Interesting null-move test

hgm · Post by **hgm** » Fri Mar 26, 2010 1:51 pm

metax wrote:edit: In KRPKR the opponent would, of course, never sac his rook for the pawn so that example is unrealistic.

Of course he would, when the Pawn promotes...

metax · Post by **metax** » Fri Mar 26, 2010 2:09 pm

hgm wrote:
metax wrote:edit: In KRPKR the opponent would, of course, never sac his rook for the pawn so that example is unrealistic.
Of course he would, when the Pawn promotes...

Ok, when the pawn promotes. But as I pointed out before, KRK is winnable also with null-move, even though it takes a few moves longer to mate.

hgm · Post by **hgm** » Fri Mar 26, 2010 2:34 pm

This is really amazing. Perhaps hash grafting saves the day. I don't see how a pure search could ever come up with anything.

Desperado · Post by **Desperado** » Fri Mar 26, 2010 2:42 pm

hgm wrote:No way you would gain much from this. So close to the leaves the null move cannot buy you much reduction anymore. And even if it would significantly reduce the number of nodes you need, you get that at the expense of the score being unreliable, because you would have missed all zugzwangs. If that helps, you migt as well return a random score without any search, if you get into a position where you would normally switch off null move.

Ok, i can follow you.

however...

1. assuming we can reduce the number of nodes significantly
(because i did not mention how close to the leaves we are,
and further assuming we have a high _drop in_ rate).

2. the evaluation will never act like a complete random generator
(so evaluation can assure at least a _minimal_ progress)

3. other abilities of the search like hashing and repetition detection
may help out of the worst case scenarios.

so for now, i like to keep believing that plain-nullmove can gain
plies from midgame-endgame transitions.
And even reached a late endgame like KrK, because of point 2+3
i dont see _forced_ problems (it only _can_ be a problem i think).
maybe crafty search/evaluation is smart enough to handle this.

(That would be at least one (possible?) explanation beside a truly flawed test)

Michael

bob · Post by **bob** » Fri Mar 26, 2010 8:17 pm

hgm wrote:Let me get ths straight:

You use plain null move, no verification? So if you end up in KRK, it is now a draw. And if you end up in things like KRPKR it becomes almost impossible to win, as the opponent would simply sac his Rook for the remaining Pawn, and you would not know how to checkmate him with a Rook up.

why would that be? It finds KR vs K checkmates trivially. I just tried it in a simple position with kings and rook in center of the board. The evaluation knows to drive the losing king to the edge of the board, where it finds mate quick enough...

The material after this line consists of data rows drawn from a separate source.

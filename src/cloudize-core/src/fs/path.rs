//! Pure-ish path helpers: making paths absolute, resolving them the way a
//! shell would see them, and finding the deepest directory shared by a set of
//! files.
//!
//! Only [`resolve`] touches the filesystem.
use std::collections::HashSet;
use std::path::{Component, Path, PathBuf};

/// Joins `path` onto `base` unless it is already absolute.
pub fn expand_relative(path: &Path, base: &Path) -> PathBuf {
    if path.is_absolute() {
        path.to_path_buf()
    } else {
        base.join(path)
    }
}

/// Removes `.` components and folds `..` into its parent, without consulting
/// the filesystem. A `..` at the root stays at the root.
pub fn normalize(path: &Path) -> PathBuf {
    let mut normalized = PathBuf::new();
    for component in path.components() {
        match component {
            Component::CurDir => {}
            Component::ParentDir => match normalized.components().next_back() {
                Some(Component::Normal(_)) => {
                    normalized.pop();
                }
                Some(Component::RootDir | Component::Prefix(_)) => {}
                _ => normalized.push(".."),
            },
            other => normalized.push(other.as_os_str()),
        }
    }
    normalized
}

/// Makes `path` absolute and resolves symlinks for the part of it that exists.
///
/// Unlike [`std::fs::canonicalize`] this never fails: a path that does not
/// exist keeps its missing tail appended to the canonical form of its deepest
/// existing ancestor.
pub fn resolve(path: &Path) -> PathBuf {
    if let Ok(canonical) = dunce::canonicalize(path) {
        return canonical;
    }
    let absolute = if path.is_absolute() {
        path.to_path_buf()
    } else {
        match std::env::current_dir() {
            Ok(cwd) => cwd.join(path),
            Err(_) => path.to_path_buf(),
        }
    };
    let normalized = normalize(&absolute);
    for ancestor in normalized.ancestors().skip(1) {
        if let Ok(canonical) = dunce::canonicalize(ancestor) {
            // ancestors() only yields prefixes of `normalized`
            if let Ok(rest) = normalized.strip_prefix(ancestor) {
                return canonical.join(rest);
            }
        }
    }
    normalized
}

/// Every proper ancestor directory of `path`, nearest first.
pub fn ancestors(path: &Path) -> Vec<&Path> {
    path.ancestors()
        .skip(1)
        .filter(|p| !p.as_os_str().is_empty())
        .collect()
}

/// The deepest directory that is an ancestor of every path.
///
/// Candidates are the ancestors shared by all paths; the one with the longest
/// string form wins, the nearest one on an exact tie. Returns `None` for an
/// empty input or when the paths share no ancestor (e.g. different drives).
pub fn deepest_shared_ancestor<P: AsRef<Path>>(paths: &[P]) -> Option<PathBuf> {
    let (first, rest) = paths.split_first()?;
    let others: Vec<HashSet<&Path>> = rest
        .iter()
        .map(|p| ancestors(p.as_ref()).into_iter().collect())
        .collect();

    ancestors(first.as_ref())
        .into_iter()
        .filter(|candidate| others.iter().all(|set| set.contains(candidate)))
        .fold(None, |best: Option<&Path>, candidate| match best {
            Some(b) if b.as_os_str().len() >= candidate.as_os_str().len() => Some(b),
            _ => Some(candidate),
        })
        .map(Path::to_path_buf)
}

/// Whether `ancestor` is a proper ancestor of `path`.
pub fn is_ancestor(path: &Path, ancestor: &Path) -> bool {
    ancestors(path).contains(&ancestor)
}

/// `path` relative to `ancestor`, or `None` if `ancestor` does not contain it.
pub fn strip_ancestor<'a>(path: &'a Path, ancestor: &Path) -> Option<&'a Path> {
    if is_ancestor(path, ancestor) {
        path.strip_prefix(ancestor).ok()
    } else {
        None
    }
}

#[cfg(test)]
mod tests {
    use super::*;
    use proptest::prelude::*;

    #[test]
    fn expand_relative_keeps_absolute_paths() {
        assert_eq!(
            expand_relative(Path::new("/data/x.bam"), Path::new("/work")),
            PathBuf::from("/data/x.bam")
        );
        assert_eq!(
            expand_relative(Path::new("data/x.bam"), Path::new("/work")),
            PathBuf::from("/work/data/x.bam")
        );
    }

    #[test]
    fn normalize_folds_dots() {
        assert_eq!(normalize(Path::new("/a/./b/../c")), PathBuf::from("/a/c"));
        assert_eq!(normalize(Path::new("/../a")), PathBuf::from("/a"));
        assert_eq!(normalize(Path::new("../a")), PathBuf::from("../a"));
    }

    #[test]
    fn shared_ancestor_of_sibling_and_nested_file() {
        let paths = [Path::new("/x/y/a.txt"), Path::new("/x/y/z/b.txt")];
        assert_eq!(deepest_shared_ancestor(&paths), Some(PathBuf::from("/x/y")));
        assert_eq!(
            strip_ancestor(paths[0], Path::new("/x/y")),
            Some(Path::new("a.txt"))
        );
        assert_eq!(
            strip_ancestor(paths[1], Path::new("/x/y")),
            Some(Path::new("z/b.txt"))
        );
    }

    #[test]
    fn shared_ancestor_of_single_file_is_its_parent() {
        assert_eq!(
            deepest_shared_ancestor(&[Path::new("/x/y/a.txt")]),
            Some(PathBuf::from("/x/y"))
        );
    }

    #[test]
    fn shared_ancestor_of_nothing() {
        let empty: [&Path; 0] = [];
        assert_eq!(deepest_shared_ancestor(&empty), None);
    }

    #[test]
    fn shared_ancestor_is_not_a_string_prefix() {
        let paths = [Path::new("/data/run1/a"), Path::new("/data/run10/b")];
        assert_eq!(deepest_shared_ancestor(&paths), Some(PathBuf::from("/data")));
    }

    #[test]
    fn strip_ancestor_rejects_unrelated_paths() {
        assert_eq!(strip_ancestor(Path::new("/a/b"), Path::new("/c")), None);
        assert_eq!(strip_ancestor(Path::new("/a/b"), Path::new("/a/b")), None);
    }

    #[test]
    fn resolve_keeps_missing_tail() {
        let dir = tempfile::tempdir().unwrap();
        let root = dunce::canonicalize(dir.path()).unwrap();
        let missing = dir.path().join("not/there/../here.txt");
        assert_eq!(resolve(&missing), root.join("not/here.txt"));
    }

    #[cfg(unix)]
    #[test]
    fn resolve_follows_symlinks() {
        let dir = tempfile::tempdir().unwrap();
        let root = dunce::canonicalize(dir.path()).unwrap();
        std::fs::create_dir(root.join("real")).unwrap();
        std::fs::write(root.join("real/a.txt"), "a").unwrap();
        std::os::unix::fs::symlink(root.join("real"), root.join("link")).unwrap();
        assert_eq!(resolve(&root.join("link/a.txt")), root.join("real/a.txt"));
    }

    proptest! {
        #[test]
        fn every_path_is_under_the_shared_ancestor(
            segments in proptest::collection::vec(
                proptest::collection::vec("[a-c]{1,3}", 1..5),
                1..6,
            )
        ) {
            let paths: Vec<PathBuf> = segments
                .iter()
                .map(|s| PathBuf::from(format!("/{}", s.join("/"))))
                .collect();
            let ancestor = deepest_shared_ancestor(&paths).unwrap();
            for path in &paths {
                prop_assert!(strip_ancestor(path, &ancestor).is_some());
            }
        }
    }
}
//! A library for moving the local files named by a workflow inputs document
//! into an object store, and rewriting the document to point at them.
//!
//! # Example
//!
//! ```rust,no_run
//! use cloudize::{cloudize, CloudizeParams, GcsBucket, UploadNamespace};
//! use std::path::Path;
//! # fn not_main() -> Result<(), Box<dyn std::error::Error>> {
//! # let logger = slog::Logger::root(slog::Discard, slog::o!());
//! let store = GcsBucket::new("my-bucket", &logger)?;
//! let params = CloudizeParams {
//!     workflow_definition: Path::new("workflow.cwl"),
//!     workflow_inputs: Path::new("inputs.yaml"),
//!     output: Path::new("inputs_cloud.yaml"),
//!     namespace: &UploadNamespace::for_current_user()?,
//!     dry_run: false,
//! };
//! cloudize(&store, &params, &logger)?;
//! # Ok(())
//! # }
//! ```

#![deny(
    missing_docs,
    missing_debug_implementations,
    rustdoc::broken_intra_doc_links,
    rustdoc::private_intra_doc_links
)]

mod cloudize;
pub mod error;
pub mod input;
mod namespace;
mod rewrite;
pub mod storage;
mod upload;
mod workflow;

pub use cloudize::{cloudize, CloudizeParams, CloudizeReport};
pub use input::{parse_file_inputs, LogicalFileInput, PhysicalFile, SuffixRule};
pub use namespace::{plan_namespace, UploadNamespace};
pub use rewrite::{rewrite_document, RemoteBucket};
pub use storage::{GcsBucket, ObjectStore};
pub use upload::{upload_file_inputs, UploadSummary};
pub use workflow::{SecondaryFileSuffixes, WorkflowDefinition};
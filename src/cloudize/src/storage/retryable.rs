use crate::error::ObjectStoreError;
use reqwest::StatusCode;

pub(crate) trait Retryable {
    fn is_retryable(&self) -> bool;
}

impl Retryable for ObjectStoreError {
    fn is_retryable(&self) -> bool {
        match self {
            ObjectStoreError::Request { error, .. } => error.is_timeout() || error.is_connect(),
            ObjectStoreError::Rejected { status, .. } => is_retryable_status(*status),
            ObjectStoreError::BuildClientFailed(_)
            | ObjectStoreError::Credentials(_)
            | ObjectStoreError::OpenSource(_)
            | ObjectStoreError::InvalidEndpoint(_)
            | ObjectStoreError::InvalidUrl { .. } => false,
        }
    }
}

fn is_retryable_status(status: StatusCode) -> bool {
    matches!(
        status,
        StatusCode::REQUEST_TIMEOUT | StatusCode::TOO_MANY_REQUESTS
    ) || status.is_server_error()
}
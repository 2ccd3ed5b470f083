use crate::error::ObjectStoreError;
use crate::storage::credentials::access_token;
use crate::storage::retryable::Retryable;
use crate::storage::ObjectStore;
use backoff::backoff::Backoff;
use backoff::ExponentialBackoffBuilder;
use reqwest::blocking::{Body, Client};
use reqwest::header::CONTENT_TYPE;
use slog::{debug, warn, Logger};
use std::cell::RefCell;
use std::fmt;
use std::path::Path;
use std::time::Duration;
use url::Url;

const DEFAULT_ENDPOINT: &str = "https://storage.googleapis.com";
const MAX_RETRIES: usize = 3;

/// A Google Cloud Storage bucket, written to through the JSON API.
pub struct GcsBucket {
    name: String,
    endpoint: Url,
    client: Client,
    access_token: RefCell<Option<String>>,
    initial_retry_interval: Duration,
    logger: Logger,
}

impl GcsBucket {
    /// A bucket on the public endpoint. No credentials are looked up until
    /// the first upload.
    pub fn new(name: &str, logger: &Logger) -> Result<Self, ObjectStoreError> {
        // uploads of large files must not hit a total request timeout
        let client = Client::builder()
            .connect_timeout(Duration::from_secs(30))
            .timeout(None::<Duration>)
            .build()
            .map_err(ObjectStoreError::BuildClientFailed)?;
        let endpoint = Url::parse(DEFAULT_ENDPOINT).map_err(ObjectStoreError::InvalidEndpoint)?;
        Ok(GcsBucket {
            name: name.to_string(),
            endpoint,
            client,
            access_token: RefCell::new(None),
            initial_retry_interval: Duration::from_secs(1),
            logger: logger.clone(),
        })
    }

    /// Sends requests to `endpoint` instead, e.g. an emulator.
    pub fn with_endpoint(mut self, endpoint: Url) -> Self {
        self.endpoint = endpoint;
        self
    }

    /// Uses `token` instead of looking one up.
    pub fn with_access_token(self, token: String) -> Self {
        *self.access_token.borrow_mut() = Some(token);
        self
    }

    /// The first wait between attempts; later waits grow exponentially.
    pub fn with_initial_retry_interval(mut self, interval: Duration) -> Self {
        self.initial_retry_interval = interval;
        self
    }

    fn access_token(&self) -> Result<String, ObjectStoreError> {
        if let Some(token) = self.access_token.borrow().as_ref() {
            return Ok(token.clone());
        }
        let token = access_token()?;
        *self.access_token.borrow_mut() = Some(token.clone());
        Ok(token)
    }

    fn upload_url(&self, remote_key: &str) -> Result<Url, ObjectStoreError> {
        let base = format!(
            "{}/upload/storage/v1/b/{}/o",
            self.endpoint.as_str().trim_end_matches('/'),
            self.name
        );
        Url::parse_with_params(&base, &[("uploadType", "media"), ("name", remote_key)]).map_err(
            |source| ObjectStoreError::InvalidUrl {
                key: remote_key.to_string(),
                source,
            },
        )
    }

    fn try_upload(&self, local_path: &Path, remote_key: &str) -> Result<(), ObjectStoreError> {
        let url = self.upload_url(remote_key)?;
        let token = self.access_token()?;
        // reopened on every attempt; the body is consumed by the request
        let file = cloudize_core::fs::open(local_path).map_err(ObjectStoreError::OpenSource)?;
        let response = self
            .client
            .post(url)
            .bearer_auth(token)
            .header(CONTENT_TYPE, "application/octet-stream")
            .body(Body::from(file))
            .send()
            .map_err(|error| ObjectStoreError::Request {
                key: remote_key.to_string(),
                error,
            })?;

        let status = response.status();
        if status.is_success() {
            return Ok(());
        }
        let message = response.text().unwrap_or_default();
        Err(ObjectStoreError::Rejected {
            key: remote_key.to_string(),
            status,
            message,
        })
    }
}

impl ObjectStore for GcsBucket {
    fn bucket(&self) -> &str {
        &self.name
    }

    fn scheme(&self) -> &str {
        "gs"
    }

    fn upload(&self, local_path: &Path, remote_key: &str) -> Result<(), ObjectStoreError> {
        let mut retry_policy = ExponentialBackoffBuilder::new()
            .with_initial_interval(self.initial_retry_interval)
            .with_max_interval(Duration::from_secs(16))
            .with_multiplier(2.0)
            .with_max_elapsed_time(None)
            .build();
        let mut retries = 0;

        loop {
            match self.try_upload(local_path, remote_key) {
                Ok(()) => {
                    debug!(self.logger, "Stored gs://{}/{}", self.name, remote_key);
                    return Ok(());
                }
                Err(err) if !err.is_retryable() || retries >= MAX_RETRIES => return Err(err),
                Err(err) => {
                    retries += 1;
                    let wait = retry_policy
                        .next_backoff()
                        .unwrap_or(self.initial_retry_interval);
                    warn!(
                        self.logger,
                        "{}. Retrying in {:?} ({}/{}).", err, wait, retries, MAX_RETRIES
                    );
                    std::thread::sleep(wait);
                }
            }
        }
    }
}

impl fmt::Debug for GcsBucket {
    fn fmt(&self, f: &mut fmt::Formatter<'_>) -> fmt::Result {
        f.debug_struct("GcsBucket")
            .field("name", &self.name)
            .field("endpoint", &self.endpoint.as_str())
            .field("initial_retry_interval", &self.initial_retry_interval)
            .finish_non_exhaustive()
    }
}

Most won Pawn endings would also be bungled; KPK is no longer a win if the passer is not out of reach.

You are focusing on positions, I am focusing on entire games. All I can say at the moment is that null-everywhere is no worse than restricting it to only being used when the side on move has a piece or move. I can run the match to 1/4 million games to get a more accurate Elo measurement, which I will start right now. But it certainly is within a couple of Elo either way.

Seems to me that this should cost you quite a bit more than 2 Elo. Rook endings are very common (> 10% ?), and not being able to win any of those should at least cost you a few percent in score, and each % corrsponds to 7 Elo. So a 20-50 Elo drop would have to be expected.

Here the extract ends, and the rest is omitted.